Intravenous Polyethylene Glycol Alleviates Intestinal Ischemia-Reperfusion Injury in a Rodent Model

Abstract

Intestinal ischemia-reperfusion injury (IRI) is a common clinical entity, and its outcome is unpredictable due to the triad of inflammation, increased permeability and bacterial translocation. Polyethylene glycol (PEG) is a polyether compound that is extensively used in pharmacology as an excipient in various products. More recently, this class of products have shown to have potent anti-inflammatory, anti-apoptotic, immunosuppressive and cell-membrane-stabilizing properties. However, its effects on the outcome after intestinal IRI have not yet been investigated. We hypothesized that PEG administration would reduce the effects of intestinal IRI in rodents. In a previously described rat model of severe IRI (45 min of ischemia followed by 60 min of reperfusion), we evaluated the effect of IV PEG administration at different doses (50 and 100 mg/kg) before and after the onset of ischemia. In comparison to control animals, PEG administration stabilized the endothelial glycocalyx, leading to reduced reperfusion edema, bacterial translocation and inflammatory reaction as well as improved 7-day survival. These effects were seen both in a pretreatment and in a treatment setting. The fact that this product is readily available and safe should encourage further clinical investigations in settings of intestinal IRI, organ preservation and transplantation.

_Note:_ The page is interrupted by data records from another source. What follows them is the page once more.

//! Cron tick DTOs.

use chrono::{DateTime, Utc};
use serde::{Deserialize, Serialize};
use utoipa::{IntoParams, ToSchema};
use validator::Validate;

use crate::services::publishing::{TickReport, TickResult};

#[derive(Debug, Default, Deserialize, IntoParams, Validate)]
pub struct TickQuery {
    /// Maximum schedules to process, clamped to 1..=50 (default 20)
    pub limit: Option<i64>,
    /// Shared secret, when not sent as a header
    pub secret: Option<String>,
}

#[derive(Debug, Serialize, ToSchema)]
pub struct TickResponse {
    pub ok: bool,
    pub now: DateTime<Utc>,
    pub found: usize,
    pub processed: usize,
    pub failed: usize,
    #[serde(skip_serializing_if = "is_zero")]
    pub reclaimed: u64,
    pub results: Vec<TickResult>,
}

fn is_zero(value: &u64) -> bool {
    *value == 0
}

impl From<TickReport> for TickResponse {
    fn from(report: TickReport) -> Self {
        Self {
            ok: true,
            now: report.now,
            found: report.found,
            processed: report.processed,
            failed: report.failed,
            reclaimed: report.reclaimed,
            results: report.results,
        }
    }
}
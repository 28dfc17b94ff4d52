use std::sync::OnceLock;

use regex::RegexSet;

/// Recognized connectivity-loss signatures from the Postgres driver, the pool,
/// and the network stack. Patterns are lowercase; messages are lowered first.
const SIGNATURES: &[&str] = &[
    r"connection reset",
    r"connection refused",
    r"connection (was )?closed",
    r"server closed the connection unexpectedly",
    r"terminating connection",
    r"could not connect to server",
    r"broken pipe",
    r"timed out",
    r"timeout expired",
    r"no connection to the server",
    r"the database system is (starting up|shutting down)",
    r"econnreset",
    r"etimedout",
    r"unexpected eof",
];

static PATTERNS: OnceLock<RegexSet> = OnceLock::new();

/// Adapter that turns human-readable driver messages into a transient/not
/// transient decision. Only the storage boundary calls this.
pub struct TransientSignatures;

impl TransientSignatures {
    fn patterns() -> &'static RegexSet {
        PATTERNS.get_or_init(|| {
            RegexSet::new(SIGNATURES).expect("transient signatures are valid regexes")
        })
    }

    /// Returns true when `message` matches one of the known connectivity-loss
    /// signatures.
    pub fn matches(message: &str) -> bool {
        Self::patterns().is_match(&message.to_lowercase())
    }
}

#[cfg(test)]
mod tests {
    use super::*;

    #[test]
    fn test_matches_known_signatures() {
        assert!(TransientSignatures::matches(
            "server closed the connection unexpectedly\n\tThis probably means the server terminated abnormally"
        ));
        assert!(TransientSignatures::matches("Connection reset by peer (os error 104)"));
        assert!(TransientSignatures::matches(
            "FATAL: terminating connection due to administrator command"
        ));
        assert!(TransientSignatures::matches("Timed out in bb8"));
        assert!(TransientSignatures::matches("read ECONNRESET"));
    }

    #[test]
    fn test_ignores_business_errors() {
        assert!(!TransientSignatures::matches(
            "duplicate key value violates unique constraint \"published_posts_schedule_id_key\""
        ));
        assert!(!TransientSignatures::matches("post text is empty"));
        assert!(!TransientSignatures::matches(
            "null value in column \"platform\" violates not-null constraint"
        ));
    }
}
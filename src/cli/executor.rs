//! Command executor for dispatching CLI commands
//!
//! This module provides the main entry point for executing CLI commands
//! after parsing and configuration loading.

use super::handlers::{
    MigrateCommandHandler, ServeCommandHandler, SlotsCommandHandler, TickCommandHandler,
};
use super::parser::{Cli, Commands, SlotsAction};
use crate::config::settings::Settings;
use crate::error::{AppError, AppResult};

/// What the caller should do once [`execute_command`] returns.
#[derive(Debug, Clone, Copy, PartialEq, Eq)]
pub enum CommandOutcome {
    /// Start the HTTP server.
    Serve,
    /// The command ran to completion.
    Done,
}

/// Execute a CLI command with the given settings
///
/// Server startup is left to the caller, signalled by [`CommandOutcome::Serve`].
///
/// # Errors
/// Returns errors from command handlers or validation failures
pub async fn execute_command(cli: &Cli, settings: Settings) -> AppResult<CommandOutcome> {
    validate_command_args(cli)?;

    match &cli.command {
        Some(Commands::Serve { dry_run: true, .. }) => {
            ServeCommandHandler::new(settings).validate_only().await?;
            Ok(CommandOutcome::Done)
        }
        Some(Commands::Serve { .. }) | None => Ok(CommandOutcome::Serve),
        Some(Commands::Migrate { dry_run, rollback }) => {
            MigrateCommandHandler::new(settings)
                .execute(*dry_run, *rollback)
                .await?;
            Ok(CommandOutcome::Done)
        }
        Some(Commands::Tick { limit }) => {
            TickCommandHandler::new(settings).execute(*limit).await?;
            Ok(CommandOutcome::Done)
        }
        Some(Commands::Slots {
            action: SlotsAction::Generate { workspace },
        }) => {
            SlotsCommandHandler::new(settings).generate(*workspace).await?;
            Ok(CommandOutcome::Done)
        }
    }
}

fn validate_command_args(cli: &Cli) -> AppResult<()> {
    cli.validate().map_err(|reason| AppError::Validation {
        field: "cli_arguments".to_string(),
        reason,
    })?;

    match &cli.command {
        Some(Commands::Serve {
            host: Some(host),
            port: Some(port),
            ..
        }) if *port < 1024 && host == "0.0.0.0" => {
            tracing::warn!(port, "Binding to 0.0.0.0 on a privileged port requires root");
        }
        Some(Commands::Migrate {
            rollback: Some(steps),
            ..
        }) if *steps > 50 => {
            tracing::warn!(steps, "Rolling back a large number of migrations");
        }
        _ => {}
    }

    Ok(())
}
#[cfg(test)]
mod tests {
    use super::*;
    use smallvec::smallvec;

    fn frame_block() -> BlockPayload {
        BlockPayload::Frame {
            width: 1920,
            height: 1080,
            format: PixelFormat::NV12,
            planes: smallvec![
                PlaneLayout { offset: 0, stride: 1920 },
                PlaneLayout { offset: 1920 * 1080, stride: 1920 },
            ],
            flags: 0,
            size: 1920 * 1080 * 3 / 2,
            maxsize: 1920 * 1080 * 2,
        }
    }

    #[test]
    fn test_data_message_round_trip() {
        let set = PayloadSet {
            buffer_info: Some(BufferInfoPayload {
                buf_ids: smallvec![42],
                pts: 1_000_000,
                dts: 999_000,
                duration: 33_333,
                use_buffer_pool: true,
            }),
            fd_count: Some(1),
            blocks: vec![frame_block()],
            metas: vec![
                MetaRecord::Protection("application/x-cenc, iv=(buffer)abcd".into()),
                MetaRecord::Roi {
                    rect: Rect { x: 10, y: 20, width: 30, height: 40 },
                    label: "person".into(),
                    fields: "tracking-id=7".into(),
                },
                MetaRecord::Classification(vec![
                    ClassEntry { label: "cat".into(), confidence: 0.93, color: 0xff0000ff },
                    ClassEntry { label: "dog".into(), confidence: 0.07, color: 0x00ff00ff },
                ]),
                MetaRecord::Landmarks {
                    points: vec![LandmarkPoint {
                        name: "nose".into(),
                        x: 0.5,
                        y: 0.25,
                        confidence: 0.99,
                        color: 0xffffffff,
                    }],
                    links: vec![SkeletonLink { a: 0, b: 0 }],
                },
            ],
            ..Default::default()
        };

        let bytes = encode(&set).unwrap();
        let decoded = decode(&bytes).unwrap();
        assert_eq!(decoded, set);
    }

    #[test]
    fn test_tensor_round_trip() {
        let set = PayloadSet {
            buffer_info: Some(BufferInfoPayload {
                buf_ids: smallvec![7, 9],
                pts: TIME_NONE,
                dts: TIME_NONE,
                duration: TIME_NONE,
                use_buffer_pool: false,
            }),
            blocks: vec![
                BlockPayload::Tensor {
                    ty: TensorType::F32,
                    dims: smallvec![1, 224, 224, 3],
                    size: 602112,
                    maxsize: 602112,
                },
                BlockPayload::Tensor {
                    ty: TensorType::U8,
                    dims: smallvec![1, 1001],
                    size: 1001,
                    maxsize: 4096,
                },
            ],
            ..Default::default()
        };

        let bytes = encode(&set).unwrap();
        assert_eq!(decode(&bytes).unwrap(), set);
    }

    #[test]
    fn test_text_round_trip() {
        let set = PayloadSet {
            buffer_info: Some(BufferInfoPayload::default()),
            blocks: vec![BlockPayload::Text(b"subtitle line".to_vec())],
            ..Default::default()
        };

        let bytes = encode(&set).unwrap();
        assert_eq!(decode(&bytes).unwrap(), set);
    }

    #[test]
    fn test_control_messages_round_trip() {
        for kind in [ControlKind::Eos, ControlKind::Disconnect] {
            let bytes = encode(&PayloadSet::control(kind)).unwrap();
            assert_eq!(bytes.len(), 4);
            assert_eq!(decode(&bytes).unwrap().control, Some(kind));
        }
    }

    #[test]
    fn test_return_message_round_trip() {
        let set = PayloadSet::return_buffer(smallvec![42, 43, 44]);
        let bytes = encode(&set).unwrap();
        let decoded = decode(&bytes).unwrap();
        assert_eq!(decoded.return_ids.unwrap().as_slice(), &[42, 43, 44]);
        assert_eq!(decoded.fd_count, Some(3));
    }

    #[test]
    fn test_oversized_text_fails_encode() {
        let set = PayloadSet {
            blocks: vec![BlockPayload::Text(vec![b'x'; TEXT_CAPACITY + 1])],
            ..Default::default()
        };
        assert!(matches!(
            encode(&set),
            Err(Error::PayloadTooLarge("text", _, TEXT_CAPACITY))
        ));
    }

    #[test]
    fn test_oversized_protection_fails_encode() {
        let set = PayloadSet {
            metas: vec![MetaRecord::Protection("p".repeat(META_CAPACITY))],
            ..Default::default()
        };
        assert!(matches!(encode(&set), Err(Error::PayloadTooLarge(..))));
    }

    #[test]
    fn test_roi_label_truncates_losslessly_for_rest_of_record() {
        let set = PayloadSet {
            metas: vec![MetaRecord::Roi {
                rect: Rect { x: 1, y: 2, width: 3, height: 4 },
                label: "L".repeat(LABEL_CAPACITY * 2),
                fields: "f=1".into(),
            }],
            ..Default::default()
        };

        let bytes = encode(&set).unwrap();
        let decoded = decode(&bytes).unwrap();
        match &decoded.metas[0] {
            MetaRecord::Roi { rect, label, fields } => {
                assert_eq!(*rect, Rect { x: 1, y: 2, width: 3, height: 4 });
                assert_eq!(label.len(), LABEL_CAPACITY - 1);
                assert_eq!(fields, "f=1");
            }
            other => panic!("unexpected record: {:?}", other),
        }
    }

    #[test]
    fn test_classification_truncates_to_capacity() {
        let entries: Vec<ClassEntry> = (0..MAX_CLASS_ENTRIES + 4)
            .map(|i| ClassEntry {
                label: format!("class-{}", i),
                confidence: i as f32,
                color: i as u32,
            })
            .collect();
        let set = PayloadSet {
            metas: vec![MetaRecord::Classification(entries)],
            ..Default::default()
        };

        let bytes = encode(&set).unwrap();
        match &decode(&bytes).unwrap().metas[0] {
            MetaRecord::Classification(decoded) => assert_eq!(decoded.len(), MAX_CLASS_ENTRIES),
            other => panic!("unexpected record: {:?}", other),
        }
    }

    #[test]
    fn test_unknown_identity_rejected() {
        let bytes = 999u32.to_le_bytes();
        assert!(matches!(decode(&bytes), Err(Error::MalformedMessage(_))));
    }

    #[test]
    fn test_truncated_record_rejected() {
        let set = PayloadSet {
            buffer_info: Some(BufferInfoPayload::default()),
            ..Default::default()
        };
        let bytes = encode(&set).unwrap();
        assert!(matches!(decode(&bytes[..bytes.len() - 1]), Err(Error::MalformedMessage(_))));
    }

    #[test]
    fn test_size_beyond_maxsize_rejected() {
        let set = PayloadSet {
            blocks: vec![BlockPayload::Text(b"ok".to_vec())],
            ..Default::default()
        };
        let mut bytes = encode(&set).unwrap();
        // Corrupt the text record's size field to exceed its capacity.
        let size_off = 4 + TEXT_CAPACITY;
        bytes[size_off..size_off + 8].copy_from_slice(&(TEXT_CAPACITY as u64 + 1).to_le_bytes());
        assert!(matches!(decode(&bytes), Err(Error::MalformedMessage(_))));
    }

    #[test]
    fn test_decode_never_reads_past_size() {
        // Bytes after `size` in the fixed region must not leak into the
        // decoded contents.
        let set = PayloadSet {
            blocks: vec![BlockPayload::Text(b"abc".to_vec())],
            ..Default::default()
        };
        let mut bytes = encode(&set).unwrap();
        bytes[4 + 3] = b'Z'; // garbage beyond the used length
        match decode(&bytes).unwrap().blocks.pop().unwrap() {
            BlockPayload::Text(contents) => assert_eq!(contents, b"abc"),
            other => panic!("unexpected block: {:?}", other),
        }
    }
}
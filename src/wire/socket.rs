//! `SOCK_SEQPACKET` Unix socket transport with `SCM_RIGHTS` fd passing.
//!
//! Seqpacket sockets preserve message boundaries, so one `sendmsg` carries
//! exactly one encoded [`PayloadSet`](super::PayloadSet) and one `recvmsg`
//! returns it whole, with any transferred descriptors in the ancillary
//! data of the same call.

use crate::buffer::MAX_MEM_BLOCKS;
use crate::error::{Error, Result};
use crate::wire::codec::MAX_MESSAGE_SIZE;
use rustix::event::{poll, PollFd, PollFlags};
use rustix::net::{
    accept, bind_unix, connect_unix, listen, recvmsg, sendmsg, socket, AddressFamily,
    RecvAncillaryBuffer, RecvAncillaryMessage, RecvFlags, SendAncillaryBuffer,
    SendAncillaryMessage, SendFlags, SocketAddrUnix, SocketType,
};
use std::io::{IoSlice, IoSliceMut};
use std::os::fd::{AsFd, BorrowedFd, OwnedFd};
use std::path::{Path, PathBuf};
use std::time::Duration;
use tracing::trace;

// Ancillary space for up to MAX_MEM_BLOCKS descriptors plus the cmsg header.
const ANCILLARY_SPACE: usize = 256;

/// Outcome of waiting for socket readability.
#[derive(Debug, Clone, Copy, PartialEq, Eq)]
pub enum Readiness {
    /// Data (or an incoming connection) is ready.
    Ready,
    /// The timeout elapsed with nothing to read.
    TimedOut,
    /// The peer hung up.
    Hangup,
}

/// Connect to a listening seqpacket socket at `path`.
///
/// Fails with [`Error::System`] (typically `ENOENT` or `ECONNREFUSED`)
/// while no peer is listening; the engine retries on its own schedule.
pub fn connect(path: &Path) -> Result<OwnedFd> {
    let fd = socket(AddressFamily::UNIX, SocketType::SEQPACKET, None)?;
    let addr = SocketAddrUnix::new(path)?;
    connect_unix(&fd, &addr)?;
    trace!(path = %path.display(), "connected");
    Ok(fd)
}

/// A listening seqpacket socket bound to a filesystem path.
///
/// The socket file is unlinked before binding (stale files from a crashed
/// peer would otherwise block the bind) and again on drop.
pub struct Listener {
    fd: OwnedFd,
    path: PathBuf,
}

impl Listener {
    /// Bind and listen at `path`.
    pub fn bind(path: &Path) -> Result<Self> {
        let _ = std::fs::remove_file(path);
        let fd = socket(AddressFamily::UNIX, SocketType::SEQPACKET, None)?;
        let addr = SocketAddrUnix::new(path)?;
        bind_unix(&fd, &addr)?;
        listen(&fd, 1)?;
        trace!(path = %path.display(), "listening");
        Ok(Self {
            fd,
            path: path.to_path_buf(),
        })
    }

    /// Wait up to `timeout` for an incoming connection, then accept it.
    ///
    /// Returns `Ok(None)` if the timeout elapsed with no pending
    /// connection.
    pub fn accept_timeout(&self, timeout: Duration) -> Result<Option<OwnedFd>> {
        match wait_readable(self.fd.as_fd(), timeout)? {
            Readiness::Ready => Ok(Some(accept(&self.fd)?)),
            Readiness::TimedOut => Ok(None),
            Readiness::Hangup => Err(Error::NotConnected),
        }
    }

    /// The bound socket path.
    pub fn path(&self) -> &Path {
        &self.path
    }
}

impl AsFd for Listener {
    fn as_fd(&self) -> BorrowedFd<'_> {
        self.fd.as_fd()
    }
}

impl Drop for Listener {
    fn drop(&mut self) {
        let _ = std::fs::remove_file(&self.path);
    }
}

/// Wait up to `timeout` for `fd` to become readable.
///
/// Sub-millisecond timeouts are rounded up to one millisecond, the finest
/// granularity `poll` offers.
pub fn wait_readable(fd: BorrowedFd<'_>, timeout: Duration) -> Result<Readiness> {
    let mut millis = timeout.as_millis().min(i32::MAX as u128) as i32;
    if millis == 0 && !timeout.is_zero() {
        millis = 1;
    }

    let mut fds = [PollFd::new(&fd, PollFlags::IN)];
    let n = poll(&mut fds, millis)?;
    if n == 0 {
        return Ok(Readiness::TimedOut);
    }

    let revents = fds[0].revents();
    if revents.contains(PollFlags::IN) {
        // Data first: a peer can send and then hang up, and HUP may be set
        // alongside IN while unread datagrams remain.
        Ok(Readiness::Ready)
    } else if revents.intersects(PollFlags::HUP | PollFlags::ERR) {
        Ok(Readiness::Hangup)
    } else {
        Ok(Readiness::TimedOut)
    }
}

/// Send one encoded message, attaching `fds` as `SCM_RIGHTS` ancillary
/// data when non-empty.
pub fn send_message(socket: BorrowedFd<'_>, bytes: &[u8], fds: &[BorrowedFd<'_>]) -> Result<()> {
    debug_assert!(fds.len() <= MAX_MEM_BLOCKS);

    let iov = [IoSlice::new(bytes)];
    let mut ancillary_space = [0u8; ANCILLARY_SPACE];
    let mut ancillary = SendAncillaryBuffer::new(&mut ancillary_space);

    if !fds.is_empty() && !ancillary.push(SendAncillaryMessage::ScmRights(fds)) {
        return Err(Error::PayloadTooLarge("descriptor set", fds.len(), MAX_MEM_BLOCKS));
    }

    sendmsg(socket, &iov, &mut ancillary, SendFlags::empty())?;
    trace!(bytes = bytes.len(), fds = fds.len(), "sent message");
    Ok(())
}

/// Receive one whole message plus any descriptors that travelled with it.
///
/// Returns `Ok(None)` when the peer has hung up (zero-byte read).
pub fn recv_message(socket: BorrowedFd<'_>) -> Result<Option<(Vec<u8>, Vec<OwnedFd>)>> {
    let mut buf = vec![0u8; MAX_MESSAGE_SIZE];
    let mut ancillary_space = [0u8; ANCILLARY_SPACE];
    let mut ancillary = RecvAncillaryBuffer::new(&mut ancillary_space);

    let mut iov = [IoSliceMut::new(&mut buf)];
    let result = recvmsg(socket, &mut iov, &mut ancillary, RecvFlags::CMSG_CLOEXEC)?;

    if result.bytes == 0 {
        return Ok(None);
    }

    let mut fds = Vec::new();
    for msg in ancillary.drain() {
        if let RecvAncillaryMessage::ScmRights(rights) = msg {
            fds.extend(rights);
        }
    }

    buf.truncate(result.bytes);
    trace!(bytes = buf.len(), fds = fds.len(), "received message");
    Ok(Some((buf, fds)))
}

#[cfg(test)]
mod tests {
    use super::*;
    use rustix::fs::{memfd_create, MemfdFlags};
    use rustix::net::shutdown;
    use std::io::Write;
    use std::os::fd::AsRawFd;
    use std::thread;
    use tempfile::tempdir;

    fn connect_with_retry(path: &Path) -> OwnedFd {
        for _ in 0..100 {
            if let Ok(fd) = connect(path) {
                return fd;
            }
            thread::sleep(Duration::from_millis(5));
        }
        panic!("peer never came up at {}", path.display());
    }

    #[test]
    fn test_message_boundaries_preserved() {
        let dir = tempdir().unwrap();
        let path = dir.path().join("boundaries.sock");
        let listener = Listener::bind(&path).unwrap();

        let client = thread::spawn({
            let path = path.clone();
            move || {
                let sock = connect_with_retry(&path);
                send_message(sock.as_fd(), b"first", &[]).unwrap();
                send_message(sock.as_fd(), b"second message", &[]).unwrap();
            }
        });

        let conn = listener
            .accept_timeout(Duration::from_secs(5))
            .unwrap()
            .unwrap();
        let (first, _) = recv_message(conn.as_fd()).unwrap().unwrap();
        let (second, _) = recv_message(conn.as_fd()).unwrap().unwrap();
        client.join().unwrap();

        assert_eq!(first, b"first");
        assert_eq!(second, b"second message");
    }

    #[test]
    fn test_fd_transfer_carries_contents() {
        let dir = tempdir().unwrap();
        let path = dir.path().join("fds.sock");
        let listener = Listener::bind(&path).unwrap();

        let client = thread::spawn({
            let path = path.clone();
            move || {
                let sock = connect_with_retry(&path);
                let memfd = memfd_create("test-payload", MemfdFlags::CLOEXEC).unwrap();
                let mut file = std::fs::File::from(memfd);
                file.write_all(b"shared bytes").unwrap();
                let memfd = OwnedFd::from(file);
                send_message(sock.as_fd(), b"with-fd", &[memfd.as_fd()]).unwrap();
            }
        });

        let conn = listener
            .accept_timeout(Duration::from_secs(5))
            .unwrap()
            .unwrap();
        let (bytes, fds) = recv_message(conn.as_fd()).unwrap().unwrap();
        client.join().unwrap();

        assert_eq!(bytes, b"with-fd");
        assert_eq!(fds.len(), 1);

        // The received descriptor must reference the sender's memory.
        use std::io::{Read, Seek, SeekFrom};
        let mut file = std::fs::File::from(fds.into_iter().next().unwrap());
        file.seek(SeekFrom::Start(0)).unwrap();
        let mut contents = String::new();
        file.read_to_string(&mut contents).unwrap();
        assert_eq!(contents, "shared bytes");
    }

    #[test]
    fn test_hangup_reads_as_none() {
        let dir = tempdir().unwrap();
        let path = dir.path().join("hangup.sock");
        let listener = Listener::bind(&path).unwrap();

        let client = thread::spawn({
            let path = path.clone();
            move || {
                let sock = connect_with_retry(&path);
                send_message(sock.as_fd(), b"last words", &[]).unwrap();
                shutdown(&sock, rustix::net::Shutdown::ReadWrite).unwrap();
            }
        });

        let conn = listener
            .accept_timeout(Duration::from_secs(5))
            .unwrap()
            .unwrap();
        let (bytes, _) = recv_message(conn.as_fd()).unwrap().unwrap();
        assert_eq!(bytes, b"last words");
        client.join().unwrap();

        assert!(recv_message(conn.as_fd()).unwrap().is_none());
    }

    #[test]
    fn test_wait_readable_times_out() {
        let dir = tempdir().unwrap();
        let path = dir.path().join("timeout.sock");
        let listener = Listener::bind(&path).unwrap();

        let readiness = wait_readable(listener.as_fd(), Duration::from_millis(10)).unwrap();
        assert_eq!(readiness, Readiness::TimedOut);
    }

    #[test]
    fn test_connect_without_listener_fails() {
        let dir = tempdir().unwrap();
        let path = dir.path().join("absent.sock");
        assert!(connect(&path).is_err());
    }

    #[test]
    fn test_socket_file_removed_on_drop() {
        let dir = tempdir().unwrap();
        let path = dir.path().join("cleanup.sock");

        {
            let listener = Listener::bind(&path).unwrap();
            assert!(path.exists());
            let _ = listener.as_fd().as_raw_fd();
        }

        assert!(!path.exists());
    }
}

Keywords: intestinal ischemia; intestinal ischemia-reperfusion injury; polyethylene glycol.

Figure 1

Histopathological effect of PEG pretreatment in intestinal IRI was scored according to the Park–Chiu score (A) and villus length (B). Intestinal epithelial permeability was measured by TEER in an Ussing chamber, which was corrected for villus length (C). Bacterial translocation was evaluated by plasmatic endotoxin levels (D). (n = 6/group). Statistical analyses were performed by Kruskal–Wallis testing. IRI: ischemia-reperfusion injury; PEG: polyethylene glycol; TEER: transepithelial electrical resistance. ** p < 0.01; *** p < 0.001.

Figure 2

Inflammatory modulation by PEG administration was measured by systemic IL-6 (A) and intestinal IL-1β (B), TNF-α (C), IL-10 (D) and IFN-γ (E). (n = 6/group). Statistical analyses were performed by one-way ANOVA. IFN-γ: interferon-gamma; IL: interleukin; IRI: ischemia-reperfusion injury; PEG: polyethylene glycol; TNF-α: tumor necrosis factor—alfa. * p < 0.05; ** p < 0.01; *** p < 0.001.

Figure 3

Vascular permeability was altered by IV PEG administration, as shown by hemoglobin levels (A), reperfusion edema (wet/dry ratio) (B) and plasmatic endothelial glycocalyx components: syndecan-1 (C) and heparan sulfate (D). (n = 6/group). The protective effect was confirmed by TEM images of terminal ileum vasculature of a PEG100 + IRI rat (E), compared to a saline + IRI rat (F), showing an intact endothelial glycocalyx (arrow E) versus a destructed one (arrow F). Statistical analyses were performed by one-way ANOVA. IRI: ischemia-reperfusion injury; PEG: polyethylene glycol; TEM: transmission electron microscopy. * p < 0.05; ** p < 0.01; *** p < 0.001. Scale bar = 1 µm.

Figure 4

Effect of PEG 100 mg/kg in treatment versus pretreatment and control animals, evaluated on histopathology (A), bacterial translocation (B), inflammatory reaction (intestinal IL-1β (C) and IL-10 (D)), reperfusion edema (E) and endothelial glycocalyx (F). (n = 6 rats/group). Statistical analyses were performed by Kruskal–Wallis (A,B) and one-way ANOVA (C–F). IRI: ischemia-reperfusion injury; PEG: polyethylene glycol. * p < 0.05; ** p < 0.01; *** p < 0.001.

Figure 5

Seven-day survival, assessed by Kaplan–Meier analysis (n = 10 rats/group). IRI: ischemia-reperfusion injury; PEG: polyethylene glycol; T: treatment.

Figure 6

Timeline of the experiments, with sampling time points and explanation of the different groups. IRI: ischemia-reperfusion injury; PEG: polyethylene glycol; 50: 50 mg/kg body weight; 100: 100 mg/kg body weight; 100(T): 100 mg/kg body weight in the treatment setting.